The Daily Tech reported the story on Tuesday. Since then many other news outlets have followed suit including a report in today's Wall Street Journal.
Hon Hai has suspended the security official who questioned Sun, and China officials are investigating the incident according to reports. Hon Hai is a branch of Taiwan's Foxconn Technology Group. Both Foxconn and Apple officials expressed regret over the suicide.
The incident throws a spotlight on the tensions between the heavy cloak of secrecy Apple Inc. maintains around its unannounced products and the intense drive from competitors and the media to get early access to the specifications of those products.
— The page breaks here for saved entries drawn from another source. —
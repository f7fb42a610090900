//! Role dashboards.

use axum::{
    extract::State,
    response::{IntoResponse, Redirect, Response},
    Extension,
};

use common::AppResult;
use domain::recent_activities;

use super::render_page;
use crate::middleware::{CurrentUser, SessionHandle};
use crate::routes::{dashboard_for, PATIENT_DASHBOARD_PATH};
use crate::state::AppState;
use crate::views::{DashboardPage, Page};

/// GET /dashboard/ - redirect only
pub async fn dashboard(Extension(CurrentUser(user)): Extension<CurrentUser>) -> Redirect {
    Redirect::to(dashboard_for(user.role))
}

/// GET /doctor_dashboard/
pub async fn doctor_dashboard(
    State(state): State<AppState>,
    session: SessionHandle,
    Extension(CurrentUser(user)): Extension<CurrentUser>,
) -> AppResult<Response> {
    if !user.is_doctor() {
        return Ok(Redirect::to(PATIENT_DASHBOARD_PATH).into_response());
    }

    let body = DashboardPage {
        address: user.formatted_address(),
        activities: recent_activities(user.role),
    };
    render_page(&state, &session, Page::DoctorDashboard, Some(&user), &body)
}

/// GET /patient_dashboard/ - open to any signed-in role
pub async fn patient_dashboard(
    State(state): State<AppState>,
    session: SessionHandle,
    Extension(CurrentUser(user)): Extension<CurrentUser>,
) -> AppResult<Response> {
    let body = DashboardPage {
        address: user.formatted_address(),
        activities: recent_activities(user.role),
    };
    render_page(&state, &session, Page::PatientDashboard, Some(&user), &body)
}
"The real fear in losing a prototype is massive amount of counterfeiting and reverse engineering that goes on in China," said Allan Yogasingam, a technology analyst at Semiconductor Insights (Ottawa), a sister division of EE Times.
Yogasingam obtained handsets that attempted to mimic the Apple iPhone as much as two months before the original iPhone was released. He wrote an analysis and gave presentations on several of the designs within weeks of the iPhone launch.
"Some of these clones were designed simply based upon images of the iPhone these companies found on the Internet," Yogasingam said. "If they were to get their hands on a prototype of the iPhone, they could make an almost identical handset with cheaper parts that could severely damage Apple's sales," he added.
Apple is well known for keeping a tight lock on its partners regarding components used in its products, even after product teardowns have made those details a matter of public record. For example, the former chief executive of Infineon refused to comment on the use of his company's baseband chips in the original iPhone, even months after the handset had shipped and its contents had been publically reported by teardown services.
News about what chips Apple uses is highly coveted. Prior to some Apple iPhone launches, media companies have flown journalists to countries that would be the first to open retail outlets so they would have a few hours lead in tearing down handsets and posting details to their Web sites.
The Hon Hai engineer's suicide would not be the first in a situation involving an individual in China seen to fail his company. Executives involved in scandals that found lead paint used on toys made in China also took their lives.